Da sind also die einen, die nie etwas gemerkt haben, bis „die Sache“ offiziell wurde; da sind die, die vielleicht etwas ahnten; die, die, wenn es um die „Glaubensfrage“ geht, den Opfern glauben. „Ich hatte keinen Grund zu zweifeln.“ Da sind schließlich auch die beiden mutmaßlichen Opfer, die bei manchen Antworten der Zeugen des zweiten Tages durch Kopfschütteln Sprachlosigkeit dokumentieren. Man will nicht in ihrer Haut stecken. Man möchte hier in niemandes Haut stecken, denn alles hier atmet Verzweiflung. Und A. sitzt auf der Anklagebank: wortlos, reglos, einsam. Einer, der – würde es ein Reset geben – vielleicht anders handeln würde. Aber: Das hilft jetzt nicht. Die Einsamkeit des Herrn A. ist nur schwer sichtbar. Sie ist nicht von der Art, die man bemitleiden müsste. Sie ist von der Art, die kein Hinterland mehr zur Verfügung stellt – keine Rückzugsorte bietet außer denen, die nur im Leugnen zu finden sind. Es ist die Art von Einsamkeit, in der man sich am Ende selber gegenübersteht. Menschlichkeit und Monstrosität treten an. Eine Gabelung entsteht. Auf der einen Seite das Leugnen – ein Scheinweg. Auf der anderen Seite das Bekenntnis, das nur der Anfang eines Weges ist, von dem A. sich wohl nicht vorstellen kann, ihn zu gehen. Es ist ein Gang in die eigene Schuld, die das eigene Leben zu einem Fehler zu machen scheint.

Ein Teppich

Viele, denkt man, haben heute einen Teppich dabei: Es ist die Art von Teppich, die gebraucht wird, um alles Unpassende darunter verschwinden zu lassen. „Als Zeuge muss man die Wahrheit sagen“; hat der Vorsitzende jeden belehrt. Jetzt und hier lernt etwas über die Biegsamkeit des Wirklichen.
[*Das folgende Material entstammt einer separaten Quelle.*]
use clap::Parser;
use heft::cli::Cli;
use std::process;

fn main() {
    let cli = Cli::parse();

    // Initialize logging
    cli.init_logging();

    if let Err(e) = heft::run_command(cli.command) {
        eprintln!("error: {}", e);
        process::exit(1);
    }
}
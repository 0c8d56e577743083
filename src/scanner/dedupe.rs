//! Image reference splitting, normalization, and cross-detector dedup.

use std::collections::BTreeMap;

use crate::scanner::types::ImageFinding;

/// Split an image reference into its repository key and whether it carries a
/// tag or digest.
///
/// A digest (`@`) always wins. Otherwise the last `:` is a tag separator only
/// when a `/` appears before it, which keeps registry host ports intact:
/// `registry:5000/ns/app:v1` splits to `registry:5000/ns/app`.
pub fn split_repo_and_tag(name: &str) -> (&str, bool) {
    if let Some(at) = name.find('@') {
        return (&name[..at], true);
    }

    if let (Some(last_colon), Some(first_slash)) = (name.rfind(':'), name.find('/')) {
        if last_colon > first_slash {
            return (&name[..last_colon], true);
        }
    }

    (name, false)
}

/// Normalize an image name so the registry host is explicit and a tag is
/// present when omitted.
///
/// Names whose first path segment contains a `.` are treated as fully
/// qualified and returned unchanged. Everything else is assumed to target
/// Docker Hub: `nginx` becomes `docker.io/library/nginx:latest`,
/// `grafana/loki` becomes `docker.io/grafana/loki:latest`.
pub fn normalize_image_name(name: &str) -> String {
    let name = name.trim();
    if name.is_empty() {
        return String::new();
    }

    let mut base_for_host = name;
    if let Some(at) = base_for_host.find('@') {
        base_for_host = &base_for_host[..at];
    }
    if let Some(colon) = base_for_host.find(':') {
        base_for_host = &base_for_host[..colon];
    }

    let first = match base_for_host.find('/') {
        Some(slash) => &base_for_host[..slash],
        None => base_for_host,
    };

    if first.contains('.') {
        return name.to_string();
    }

    let needs_tag = !name.contains(':') && !name.contains('@');
    let base = if needs_tag {
        format!("{name}:latest")
    } else {
        name.to_string()
    };

    if base_for_host.contains('/') {
        format!("docker.io/{base}")
    } else {
        format!("docker.io/library/{base}")
    }
}

/// Collapse findings so at most one survives per repository key.
///
/// Findings are visited in input order. A higher-confidence finding replaces
/// a lower-confidence one; at equal confidence a tagged reference beats an
/// untagged one, and otherwise the first finding wins. The output is sorted
/// by repository key so it is independent of detector interleaving.
pub fn dedupe_images(images: Vec<ImageFinding>) -> Vec<ImageFinding> {
    let mut seen: BTreeMap<String, ImageFinding> = BTreeMap::new();

    for image in images {
        let (repo, has_tag) = split_repo_and_tag(&image.name);
        let repo = repo.to_string();

        if let Some(existing) = seen.get(&repo) {
            if existing.confidence != image.confidence {
                if existing.confidence > image.confidence {
                    continue;
                }
            } else {
                let (_, existing_has_tag) = split_repo_and_tag(&existing.name);
                if existing_has_tag || !has_tag {
                    continue;
                }
            }
        }

        seen.insert(repo, image);
    }

    seen.into_values().collect()
}
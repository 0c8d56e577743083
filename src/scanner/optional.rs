//! Optional-dependency handling.
//!
//! When `include_optional_deps` is set, dependencies are materialized up
//! front with `helm dependency build`, and after the rendered detector runs
//! on the root chart every subchart under `charts/` gets the full detector
//! triple. This surfaces images from subcharts the parent chart does not
//! enable by default.

use std::fs;
use std::io::Write;
use std::path::{Path, PathBuf};

use crate::error::{Result, ScanError};
use crate::scanner::helm::ToolRunner;
use crate::scanner::scan::DETECTORS;
use crate::scanner::types::{ImageFinding, ScanOptions};

/// Run `helm dependency build` against the chart. Failure is fatal to the
/// scan, unlike detector errors.
pub(crate) fn build_optional_dependencies(
    options: &ScanOptions,
    runner: &dyn ToolRunner,
) -> Result<()> {
    let args = vec![
        "dependency".to_string(),
        "build".to_string(),
        options.chart_path.clone(),
    ];
    let output = runner.run(options.helm_bin(), &args)?;
    if !output.success {
        return Err(ScanError::DependencyBuild {
            chart: options.chart_path.clone(),
            stderr: output.stderr_string(),
        });
    }
    Ok(())
}

/// Run all detectors against each subchart directory under `charts/`.
///
/// A missing `charts/` directory is not an error, and per-detector failures
/// are dropped (logged when verbose): subchart findings are opportunistic.
pub(crate) fn scan_optional_subcharts(
    options: &ScanOptions,
    runner: &dyn ToolRunner,
    log: &mut dyn Write,
) -> Vec<ImageFinding> {
    let charts_dir = Path::new(&options.chart_path).join("charts");
    let entries = match fs::read_dir(&charts_dir) {
        Ok(entries) => entries,
        Err(_) => return Vec::new(),
    };

    let mut subcharts: Vec<PathBuf> = entries
        .filter_map(|entry| entry.ok())
        .map(|entry| entry.path())
        .filter(|path| path.is_dir())
        .collect();
    subcharts.sort();

    let mut all = Vec::new();

    for subchart in subcharts {
        let mut sub_options = options.clone();
        sub_options.chart_path = subchart.display().to_string();

        if options.verbose {
            let _ = writeln!(log, "heft: scan: subchart={:?}", sub_options.chart_path);
        }

        for (name, detector) in DETECTORS {
            match detector(&sub_options, runner, log) {
                Ok(images) => {
                    if options.verbose {
                        let _ = writeln!(
                            log,
                            "heft: {name}: chart={:?} images={}",
                            sub_options.chart_path,
                            images.len()
                        );
                    }
                    all.extend(images);
                }
                Err(err) => {
                    if options.verbose {
                        let _ = writeln!(
                            log,
                            "heft: {name}: chart={:?} error={err}",
                            sub_options.chart_path
                        );
                    }
                }
            }
        }
    }

    all
}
Was, wenn jemand von einem irgendwie spontanen Gedächtnisverlust heimgesucht wird? Was soll man da machen? Man will doch nichts Falsches sagen. So erlebt man die planvolle Entsorgung einer unbrauchbaren gewordenen Vergangenheit.

Zustände

Man denkt über die Zustände nach, die hier – manchmal nur als Randnotiz offenbar werden. Eine Ehefrau – „Ich bin da nicht stolz drauf.“ –, die mit den Bekannten ihres Mannes schläft, während der sich dabei als Filmemacher betätigt. Eine Ehefrau, die, ohne der Wahrheit zu nahe zu kommen, Eindrücke schildert. („Der hat sich in unsere Beziehung gedrängt.“) Ständig hat man diesen Teppich im Kopf, dessen Wölbungen stetig anwachsen. Gärtner sind am Werk: Gras muss wachsen. Über all die Unaussprechlichkeiten. Hier die Fleckenentferner – dort die, deren Leben befleckt, beschädigt, zerkratzt zurückbleibt.

Am letzten Verhandlungstag werden Staatsanwaltschaft, Nebenklage und Verteidigung ihre Sicht auf die Dinge in ihren Plädoyers ein letztes Mal deutlich machen, bevor am Ende das Gericht sein Urteil sprechen wird.